Stored data entries:
···
//! Ledger collaborator seam and channel transaction requests.

use async_trait::async_trait;
use serde::{Deserialize, Serialize};

use crate::channel::{Channel, ChannelId};
use crate::drops::Drops;
use crate::errors::Result;

/// A partial channel transaction, completed by the ledger's autofill and
/// signed by the wallet before submission.
///
/// Serializes to the ledger's transaction JSON: tagged by
/// `TransactionType`, PascalCase fields, drop amounts as decimal strings.
#[derive(Clone, Debug, PartialEq, Eq, Serialize, Deserialize)]
#[serde(tag = "TransactionType")]
pub enum ChannelTransaction {
    /// Add funds to an existing channel.
    #[serde(rename_all = "PascalCase")]
    PaymentChannelFund {
        account: String,
        channel: ChannelId,
        amount: Drops,
    },
    /// Open a new channel to a destination.
    #[serde(rename_all = "PascalCase")]
    PaymentChannelCreate {
        account: String,
        destination: String,
        amount: Drops,
        settle_delay: u32,
        public_key: String,
    },
}

/// Connection to a ledger node, scoped to what channel sessions need.
///
/// Implementations own transport, timeout, and retry policy; the session
/// manager treats every error from these methods as fatal to the
/// operation in flight.
#[async_trait]
pub trait LedgerClient: Send + Sync {
    /// Establish the connection. Called once per session, before any
    /// other method.
    async fn connect(&self) -> Result<()>;

    /// List open channels from `account` to `destination` in validated
    /// ledger state. Listing order is ledger-defined and must be
    /// preserved.
    async fn account_channels(&self, account: &str, destination: &str) -> Result<Vec<Channel>>;

    /// Complete a partial transaction with network-determined fields
    /// (sequence number, fee) and return the prepared transaction.
    async fn autofill(&self, tx: &ChannelTransaction) -> Result<serde_json::Value>;

    /// Submit a signed transaction blob and wait for the final ledger
    /// outcome, returning the outcome payload verbatim.
    async fn submit_and_wait(&self, tx_blob: &str) -> Result<serde_json::Value>;
}

#[cfg(test)]
mod tests {
    use super::*;
    use serde_json::json;

    #[test]
    fn test_fund_wire_shape() {
        let tx = ChannelTransaction::PaymentChannelFund {
            account: "rTESTADDRESS".to_string(),
            channel: ChannelId::new([0xAB; 32]),
            amount: Drops::new(100),
        };
        assert_eq!(
            serde_json::to_value(&tx).unwrap(),
            json!({
                "TransactionType": "PaymentChannelFund",
                "Account": "rTESTADDRESS",
                "Channel": "AB".repeat(32),
                "Amount": "100",
            })
        );
    }

    #[test]
    fn test_create_wire_shape() {
        let tx = ChannelTransaction::PaymentChannelCreate {
            account: "rTESTADDRESS".to_string(),
            destination: "rLggTEwmTe3eJgyQbCSk4wQazow2TeKrtR".to_string(),
            amount: Drops::new(200),
            settle_delay: 86_400 * 14,
            public_key: "PUBKEY".to_string(),
        };
        assert_eq!(
            serde_json::to_value(&tx).unwrap(),
            json!({
                "TransactionType": "PaymentChannelCreate",
                "Account": "rTESTADDRESS",
                "Destination": "rLggTEwmTe3eJgyQbCSk4wQazow2TeKrtR",
                "Amount": "200",
                "SettleDelay": 1_209_600,
                "PublicKey": "PUBKEY",
            })
        );
    }

    #[test]
    fn test_wire_round_trip() {
        let tx = ChannelTransaction::PaymentChannelFund {
            account: "rTESTADDRESS".to_string(),
            channel: ChannelId::new([0x11; 32]),
            amount: Drops::new(42),
        };
        let json = serde_json::to_string(&tx).unwrap();
        let back: ChannelTransaction = serde_json::from_str(&json).unwrap();
        assert_eq!(back, tx);
    }
}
···
EXERCISE REQUIREMENTS: Each line in the data that holds the string "before" must be returned.

TASK RESPONSE:
/// signed by the wallet before submission.
    /// Establish the connection. Called once per session, before any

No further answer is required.